4. method according to claim 3, is characterized in that: described in the mole dosage that feeds intake of triethylamine, hydrogen fluoride pyridine, bromine, than being 1:1-2:1-2:1-5:1-5, is specially 1:1.1:1.2:4:4;

5. the liquid crystal compound containing compound shown in the arbitrary described formula I of claim 1 or 2.
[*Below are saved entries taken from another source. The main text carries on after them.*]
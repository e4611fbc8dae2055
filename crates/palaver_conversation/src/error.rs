pub type Result<T> = std::result::Result<T, Error>;

#[derive(Debug, PartialEq, Eq, thiserror::Error)]
pub enum Error {
    /// `response()` was called on a conversation that never accumulated a
    /// fragment. Usually an async handler that was not awaited.
    #[error(
        "no response has been set; was a response added in an async call that was not awaited?"
    )]
    NoResponse,

    /// A fragment was added, or `response()` called again, after the
    /// conversation was finalized.
    #[error("response has already been digested")]
    AlreadyDigested,
}
//! The rich-response container and the item types that survive the fold.

use serde::{Deserialize, Serialize};

/// Ordered container of response items plus suggestion chips.
///
/// The platform requires the first item to be a simple response; the
/// conversation fold upholds that by injecting a placeholder where needed.
#[derive(Debug, Clone, PartialEq, Default, Serialize, Deserialize)]
#[serde(rename_all = "camelCase")]
pub struct RichResponse {
    #[serde(default, skip_serializing_if = "Vec::is_empty")]
    pub items: Vec<RichResponseItem>,

    #[serde(default, skip_serializing_if = "Vec::is_empty")]
    pub suggestions: Vec<Suggestion>,
}

impl RichResponse {
    /// Append a simple text response.
    pub fn add_text(&mut self, text: impl Into<String>) -> &mut Self {
        self.add_simple(SimpleResponse::text(text))
    }

    pub fn add_simple(&mut self, simple: SimpleResponse) -> &mut Self {
        self.items.push(RichResponseItem {
            simple_response: Some(simple),
            ..RichResponseItem::default()
        });
        self
    }

    pub fn add_card(&mut self, card: BasicCard) -> &mut Self {
        self.items.push(RichResponseItem {
            basic_card: Some(card),
            ..RichResponseItem::default()
        });
        self
    }

    pub fn add_media(&mut self, media: MediaResponse) -> &mut Self {
        self.items.push(RichResponseItem {
            media_response: Some(media),
            ..RichResponseItem::default()
        });
        self
    }

    /// Texts of all simple-response items, in order.
    pub fn texts(&self) -> Vec<&str> {
        self.items
            .iter()
            .filter_map(|item| item.simple_response.as_ref())
            .filter_map(|simple| simple.text_to_speech.as_deref())
            .collect()
    }
}

/// One slot of a rich response; exactly one field is populated.
#[derive(Debug, Clone, PartialEq, Default, Serialize, Deserialize)]
#[serde(rename_all = "camelCase")]
pub struct RichResponseItem {
    #[serde(default, skip_serializing_if = "Option::is_none")]
    pub simple_response: Option<SimpleResponse>,

    #[serde(default, skip_serializing_if = "Option::is_none")]
    pub basic_card: Option<BasicCard>,

    #[serde(default, skip_serializing_if = "Option::is_none")]
    pub media_response: Option<MediaResponse>,
}

/// Voice and text-only response.
#[derive(Debug, Clone, PartialEq, Default, Serialize, Deserialize)]
#[serde(rename_all = "camelCase")]
pub struct SimpleResponse {
    /// Plain text of the speech output. Mutually exclusive with `ssml`.
    #[serde(default, skip_serializing_if = "Option::is_none")]
    pub text_to_speech: Option<String>,

    #[serde(default, skip_serializing_if = "Option::is_none")]
    pub ssml: Option<String>,

    #[serde(default, skip_serializing_if = "Option::is_none")]
    pub display_text: Option<String>,
}

impl SimpleResponse {
    pub fn text(text: impl Into<String>) -> Self {
        Self {
            text_to_speech: Some(text.into()),
            ..Self::default()
        }
    }
}

impl<T: Into<String>> From<T> for SimpleResponse {
    fn from(text: T) -> Self {
        Self::text(text)
    }
}

#[derive(Debug, Clone, PartialEq, Default, Serialize, Deserialize)]
#[serde(rename_all = "camelCase")]
pub struct Suggestion {
    #[serde(default, skip_serializing_if = "Option::is_none")]
    pub title: Option<String>,
}

#[derive(Debug, Clone, PartialEq, Default, Serialize, Deserialize)]
#[serde(rename_all = "camelCase")]
pub struct BasicCard {
    #[serde(default, skip_serializing_if = "Option::is_none")]
    pub title: Option<String>,

    #[serde(default, skip_serializing_if = "Option::is_none")]
    pub subtitle: Option<String>,

    #[serde(default, skip_serializing_if = "Option::is_none")]
    pub formatted_text: Option<String>,

    #[serde(default, skip_serializing_if = "Option::is_none")]
    pub image: Option<Image>,
}

#[derive(Debug, Clone, PartialEq, Default, Serialize, Deserialize)]
#[serde(rename_all = "camelCase")]
pub struct Image {
    #[serde(default, skip_serializing_if = "Option::is_none")]
    pub url: Option<String>,

    #[serde(default, skip_serializing_if = "Option::is_none")]
    pub accessibility_text: Option<String>,

    #[serde(default, skip_serializing_if = "Option::is_none")]
    pub width: Option<u32>,

    #[serde(default, skip_serializing_if = "Option::is_none")]
    pub height: Option<u32>,
}

#[derive(Debug, Clone, PartialEq, Default, Serialize, Deserialize)]
#[serde(rename_all = "camelCase")]
pub struct MediaResponse {
    #[serde(default, skip_serializing_if = "Option::is_none")]
    pub media_type: Option<String>,

    #[serde(default, skip_serializing_if = "Vec::is_empty")]
    pub media_objects: Vec<MediaObject>,
}

#[derive(Debug, Clone, PartialEq, Default, Serialize, Deserialize)]
#[serde(rename_all = "camelCase")]
pub struct MediaObject {
    #[serde(default, skip_serializing_if = "Option::is_none")]
    pub name: Option<String>,

    #[serde(default, skip_serializing_if = "Option::is_none")]
    pub description: Option<String>,

    #[serde(default, skip_serializing_if = "Option::is_none")]
    pub content_url: Option<String>,

    #[serde(default, skip_serializing_if = "Option::is_none")]
    pub icon: Option<Image>,

    #[serde(default, skip_serializing_if = "Option::is_none")]
    pub large_image: Option<Image>,
}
6. liquid crystal compound according to claim 5, is characterized in that: at least one of described liquid crystal compound also in compound shown in contained II to formula IV:

all be selected from least one in singly-bound and following radicals:

Y ₁and Y ₂all be selected from least one in H and F;

P is the integer of 0-2;

When P is 2, identical or different.

7. liquid crystal compound according to claim 6, is characterized in that: described liquid crystal compound is made up of compound described in described formula I to formula IV;

8. the liquid crystal compound according to claim 6 or 7, is characterized in that: the mass fraction of compound shown in described formula I is 2-40 part, is specially 4-20 part;

The mass parts of compound shown in described formula II is 4-50 part, is specially 10-40 part;

The mass parts of compound shown in described formula III is 5-50 part, is specially 20-50 part;

The mass parts of compound shown in described formula IV is 3-45 part, is specially 10-40 part.

9. the application in liquid crystal compound, liquid crystal display device material or electro-optical display part material prepared by compound shown in the arbitrary described formula I of claim 1-2 or the arbitrary described liquid crystal compound of claim 5-8.

10. comprise liquid crystal display device material or the electro-optical display part material of compound or the arbitrary described liquid crystal compound of claim 5-8 shown in the arbitrary described formula I of claim 1-2.